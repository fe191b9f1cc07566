// tests/fingerprint_scope.rs

mod common;
use crate::common::{abc_config, fake_pipeline, init_tracing, no_cancel};

use std::error::Error;

use pipedag::config::{ConfigFile, Params};
use pipedag::staleness::{Fingerprint, StaleReason};
use pipedag::store::MemoryArtifactStore;
use pipedag::types::Target;
use pipedag_test_utils::{ConfigFileBuilder, TaskConfigBuilder};

type TestResult = Result<(), Box<dyn Error>>;

fn with_param(cfg: &ConfigFile, key: &str, value: i64) -> ConfigFile {
    let mut cfg = cfg.clone();
    let mut table = cfg.params.as_table().clone();
    let (section, field) = key.split_once('.').expect("dotted key");
    table
        .get_mut(section)
        .and_then(|v| v.as_table_mut())
        .expect("section exists")
        .insert(field.to_string(), toml::Value::Integer(value));
    cfg.params = Params::new(table);
    cfg
}

#[tokio::test]
async fn change_outside_scope_never_invalidates() -> TestResult {
    init_tracing();
    let store = MemoryArtifactStore::new();
    let cfg = abc_config();
    fake_pipeline(&cfg, &store)
        .execute(&Target::All, no_cancel())
        .await?;

    // C's scope is `c.level` only; A and B must stay fresh.
    let changed = with_param(&cfg, "c.level", 30);
    let plan = fake_pipeline(&changed, &store).plan(&Target::All)?;
    assert_eq!(plan.task_names(), vec!["C"]);
    assert!(matches!(
        plan.steps[0].reason,
        StaleReason::FingerprintMismatch { .. }
    ));
    assert_eq!(plan.fresh, vec!["A", "B"]);
    Ok(())
}

#[tokio::test]
async fn change_inside_scope_invalidates_task_and_dependents() -> TestResult {
    init_tracing();
    let store = MemoryArtifactStore::new();
    let cfg = abc_config();
    fake_pipeline(&cfg, &store)
        .execute(&Target::All, no_cancel())
        .await?;

    let changed = with_param(&cfg, "b.level", 20);
    let plan = fake_pipeline(&changed, &store).plan(&Target::All)?;
    assert_eq!(plan.task_names(), vec!["B", "C"]);
    assert!(matches!(
        plan.steps[0].reason,
        StaleReason::FingerprintMismatch { .. }
    ));
    assert_eq!(
        plan.steps[1].reason,
        StaleReason::UpstreamRerun {
            upstream: "B".into()
        }
    );

    // Reverting the change makes everything fresh again.
    let plan = fake_pipeline(&cfg, &store).plan(&Target::All)?;
    assert!(plan.is_empty());
    Ok(())
}

#[test]
fn fingerprint_ignores_key_order_and_formatting() -> TestResult {
    let a: Params = r#"
        [module]
        soft_power = 12
        detection = "stepwise"
        [clean]
        min_fraction = 0.5
    "#
    .parse()?;
    let b: Params = r#"
        clean = { min_fraction = 0.50 }

        [module]
        detection   =   "stepwise"
        soft_power = 12
    "#
    .parse()?;

    let scope = ["module", "clean.min_fraction"];
    assert_eq!(Fingerprint::compute(&a, scope), Fingerprint::compute(&b, scope));
    assert_eq!(
        Fingerprint::compute(&a, ["module", "clean.min_fraction", "module"]),
        Fingerprint::compute(&b, ["clean.min_fraction", "module"]),
    );
    Ok(())
}

#[test]
fn fingerprint_distinguishes_values_types_and_unset_keys() -> TestResult {
    let base: Params = "[module]\nsoft_power = 12\n".parse()?;
    let other_value: Params = "[module]\nsoft_power = 14\n".parse()?;
    let other_type: Params = "[module]\nsoft_power = \"12\"\n".parse()?;
    let empty = Params::default();

    let fp = |p: &Params| Fingerprint::compute(p, ["module.soft_power"]);
    assert_ne!(fp(&base), fp(&other_value));
    assert_ne!(fp(&base), fp(&other_type));
    assert_ne!(fp(&base), fp(&empty));
    assert_eq!(fp(&empty), Fingerprint::compute(&empty, ["module.soft_power"]));
    assert_eq!(fp(&base).as_str().len(), 64);
    assert_eq!(fp(&base).short().len(), 12);
    Ok(())
}

#[test]
fn scope_defaults_to_parameters_referenced_by_the_invocation() -> TestResult {
    let cfg = ConfigFileBuilder::new()
        .param("wgcna_dir", "/opt/wgcna")
        .param("module.soft_power", 12)
        .param("input.trait_data", "")
        .with_task(
            "derived",
            TaskConfigBuilder::program(
                "Rscript",
                &[
                    "{wgcna_dir}/R/x.R",
                    "--softpower={module.soft_power}",
                    "--traits={input.trait_data?}",
                    "--log={task.log}",
                ],
            ),
        )
        .with_task(
            "explicit",
            TaskConfigBuilder::shell("run {module.soft_power}").params(&["clean", "module"]),
        )
        .build();

    let registry = pipedag::dag::Registry::from_config(&cfg)?;
    assert_eq!(
        registry.require("derived")?.scope,
        vec!["input.trait_data", "module.soft_power", "wgcna_dir"]
    );
    assert_eq!(registry.require("explicit")?.scope, vec!["clean", "module"]);
    Ok(())
}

^^^^^^^^^^^^^^^^

Only lines with the string "explicit" are wanted; please find each one in the listing and copy it.

            "explicit",
    assert_eq!(registry.require("explicit")?.scope, vec!["clean", "module"]);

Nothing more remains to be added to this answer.